O que tem me atrapalhado é que quem eu acho que é bom não tem chance nenhuma de ganhar. E os candidatos que estão na frente eu não concordo. Meu problema de indecisão é que não quero desperdiçar meu voto. Estou em dúvida se voto com o coração ou voto pensando no útil, relata.
O medo dela e de Gabriel Matosinhos, de 28 anos, morador de Bento Ferreira, na Capital, é ter um segundo turno com duas opções que eles não queriam de jeito nenhum. Os dois municípios terão 2º turno por terem mais de 200 mil eleitores, se nenhum candidato obtiver mais de 50% dos votos válidos.
O "voto útil" pesa muito para o programador. Há cerca de oito anos ele procura estudar todos os candidatos e seus planos de governo para escolher algum. Para decidir, no entanto, também pensa de forma prática: traça uma estratégia voltada para não eleger quem não acredita.
A gente não pode votar apenas considerando o que candidato que a gente quer. Tem que pensar no candidato que a não quer e quem, de fato, tem chance de impedir que aquela pessoa vença. O que pesa pra mim é meu voto ser útil, se não acaba sendo um voto nulo, afirma.
A intenção da reforma política ao proibir as coligações para vereadores era frear a proliferação de partidos políticos no Brasil, mas o cenário de recorde de candidaturas confirma que o plano não deu muito certo. É o que diz o cientista político Fernando Pignaton ao analisar as queixas dos eleitores capixabas que ainda estão indecisos.
O Brasil tem mais de 30 partidos políticos.
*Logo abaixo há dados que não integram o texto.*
use std::io::Read;
use std::path::{Path, PathBuf};
use std::process::{Child, Command, ExitStatus, Stdio};
use std::time::Duration;

/// Result of an external command: pass/fail plus whatever it printed.
#[derive(Debug, Clone, PartialEq, Eq)]
pub struct CommandOutput {
    pub success: bool,
    pub output: String,
}

/// What to run before a rule is included.
#[derive(Debug, Clone, PartialEq, Eq)]
pub enum Bootstrap {
    /// An executable file next to the rule.
    Script(PathBuf),
    /// A shell snippet from the rule's `bootstrap:` frontmatter.
    Inline(String),
}

/// Boundary to the operating system for everything the assembler executes.
pub trait ProcessRunner {
    /// Run `command` through the shell and capture stdout followed by stderr.
    fn run_shell(&self, command: &str, cwd: &Path) -> CommandOutput;

    /// Run a bootstrap step. Its own output is not captured; `output` only
    /// describes a failure.
    fn run_bootstrap(&self, bootstrap: &Bootstrap, cwd: &Path) -> CommandOutput;
}

/// Runs commands with `sh`, optionally killing them after `timeout`.
#[derive(Debug, Clone, Default)]
pub struct SystemRunner {
    pub timeout: Option<Duration>,
}

impl SystemRunner {
    pub fn new(timeout: Option<Duration>) -> Self {
        Self { timeout }
    }
}

impl ProcessRunner for SystemRunner {
    fn run_shell(&self, command: &str, cwd: &Path) -> CommandOutput {
        let child = Command::new("sh")
            .arg("-c")
            .arg(command)
            .current_dir(cwd)
            .stdin(Stdio::null())
            .stdout(Stdio::piped())
            .stderr(Stdio::piped())
            .spawn();
        let mut child = match child {
            Ok(c) => c,
            Err(e) => return failure(format!("failed to spawn: {e}")),
        };

        // Drain both pipes on their own threads so a chatty child cannot block.
        let stdout = spawn_reader(child.stdout.take());
        let stderr = spawn_reader(child.stderr.take());

        let status = match wait(child, self.timeout) {
            Ok(status) => status,
            Err(reason) => {
                // Readers may never see EOF if a grandchild holds the pipes.
                tracing::warn!(command, %reason, "shell command did not finish");
                return failure(String::new());
            }
        };

        let mut output = stdout.join().unwrap_or_default();
        output.push_str(&stderr.join().unwrap_or_default());
        CommandOutput {
            success: status.success(),
            output,
        }
    }

    fn run_bootstrap(&self, bootstrap: &Bootstrap, cwd: &Path) -> CommandOutput {
        let mut command = match bootstrap {
            Bootstrap::Script(path) => Command::new(path),
            Bootstrap::Inline(script) => {
                let mut c = Command::new("sh");
                c.arg("-c").arg(script);
                c
            }
        };
        // Bootstrap chatter goes to stderr so stdout stays clean for the prompt.
        let child = command
            .current_dir(cwd)
            .stdin(Stdio::null())
            .stdout(Stdio::from(std::io::stderr()))
            .stderr(Stdio::inherit())
            .spawn();
        let child = match child {
            Ok(c) => c,
            Err(e) => return failure(format!("failed to spawn: {e}")),
        };

        match wait(child, self.timeout) {
            Ok(status) if status.success() => CommandOutput {
                success: true,
                output: String::new(),
            },
            Ok(status) => failure(format!("exited with {status}")),
            Err(reason) => failure(reason),
        }
    }
}

fn failure(output: String) -> CommandOutput {
    CommandOutput {
        success: false,
        output,
    }
}

fn spawn_reader<R: Read + Send + 'static>(
    pipe: Option<R>,
) -> std::thread::JoinHandle<String> {
    std::thread::spawn(move || {
        let mut buf = Vec::new();
        if let Some(mut r) = pipe {
            let _ = r.read_to_end(&mut buf);
        }
        String::from_utf8_lossy(&buf).into_owned()
    })
}

/// Wait for `child`, killing it once `timeout` elapses. `None` waits forever.
fn wait(mut child: Child, timeout: Option<Duration>) -> Result<ExitStatus, String> {
    let Some(limit) = timeout else {
        return child.wait().map_err(|e| format!("wait failed: {e}"));
    };

    let pid = child.id();
    let (tx, rx) = std::sync::mpsc::channel();
    std::thread::spawn(move || {
        let _ = tx.send(child.wait());
    });

    match rx.recv_timeout(limit) {
        Ok(result) => result.map_err(|e| format!("wait failed: {e}")),
        Err(_) => {
            kill_process(pid);
            Err(format!("timed out after {}s", limit.as_secs()))
        }
    }
}

/// SIGKILL by pid. Errors are ignored.
fn kill_process(pid: u32) {
    let _ = Command::new("kill")
        .arg("-9")
        .arg(pid.to_string())
        .stdout(Stdio::null())
        .stderr(Stdio::null())
        .status();
}


#[cfg(test)]
mod tests {
    use super::*;
    use tempfile::TempDir;

    #[test]
    fn shell_output_is_not_trimmed() {
        let out = SystemRunner::default().run_shell("echo middle", Path::new("."));
        assert!(out.success);
        assert_eq!(out.output, "middle\n");
    }

    #[test]
    fn shell_captures_stderr_after_stdout() {
        let out = SystemRunner::default().run_shell("echo out; echo err >&2", Path::new("."));
        assert_eq!(out.output, "out\nerr\n");
    }

    #[test]
    fn failing_shell_keeps_its_output() {
        let out = SystemRunner::default().run_shell("echo partial; exit 3", Path::new("."));
        assert!(!out.success);
        assert_eq!(out.output, "partial\n");
    }

    #[test]
    fn shell_runs_in_cwd() {
        let dir = TempDir::new().unwrap();
        std::fs::write(dir.path().join("marker.txt"), "here").unwrap();
        let out = SystemRunner::default().run_shell("cat marker.txt", dir.path());
        assert_eq!(out.output, "here");
    }

    #[test]
    fn timeout_kills_slow_command() {
        let runner = SystemRunner::new(Some(Duration::from_secs(1)));
        let out = runner.run_bootstrap(&Bootstrap::Inline("sleep 30".into()), Path::new("."));
        assert!(!out.success);
        assert!(out.output.contains("timed out"), "{}", out.output);
    }

    #[test]
    fn timed_out_shell_yields_no_output() {
        let runner = SystemRunner::new(Some(Duration::from_secs(1)));
        let out = runner.run_shell("exec sleep 30", Path::new("."));
        assert!(!out.success);
        assert_eq!(out.output, "");
    }

    #[test]
    fn inline_bootstrap_reports_exit_status() {
        let runner = SystemRunner::default();
        let ok = runner.run_bootstrap(&Bootstrap::Inline("true".into()), Path::new("."));
        assert!(ok.success);
        let bad = runner.run_bootstrap(&Bootstrap::Inline("exit 2".into()), Path::new("."));
        assert!(!bad.success);
        assert!(bad.output.contains('2'), "{}", bad.output);
    }

    #[test]
    fn missing_script_fails_to_spawn() {
        let dir = TempDir::new().unwrap();
        let script = dir.path().join("nope-bootstrap");
        let out = SystemRunner::default().run_bootstrap(&Bootstrap::Script(script), dir.path());
        assert!(!out.success);
        assert!(out.output.contains("failed to spawn"));
    }
}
Para o especialista, o alto número acaba pulverizando as candidaturas e enfraquecendo as instituições partidárias. O voto é dado para um candidato e não para uma legenda, assim, se elege "pessoas e não propostas e ideologias".
"Sem partidos fortes para estruturar as candidaturas, construir o caminho político de pessoas capacitadas e dentro de padrões ideológicos, as campanhas ficam muito fragmentadas. As siglas lançam nomes só para cumprir cotas e por isso, existem os candidatos aventureiros", assinala.
Pignaton também acredita que a pandemia foi responsável por dificultar a entrega das informações. "É muita informação para ser assimilada em um curto espaço de tempo e em um cenário de pandemia", pontua.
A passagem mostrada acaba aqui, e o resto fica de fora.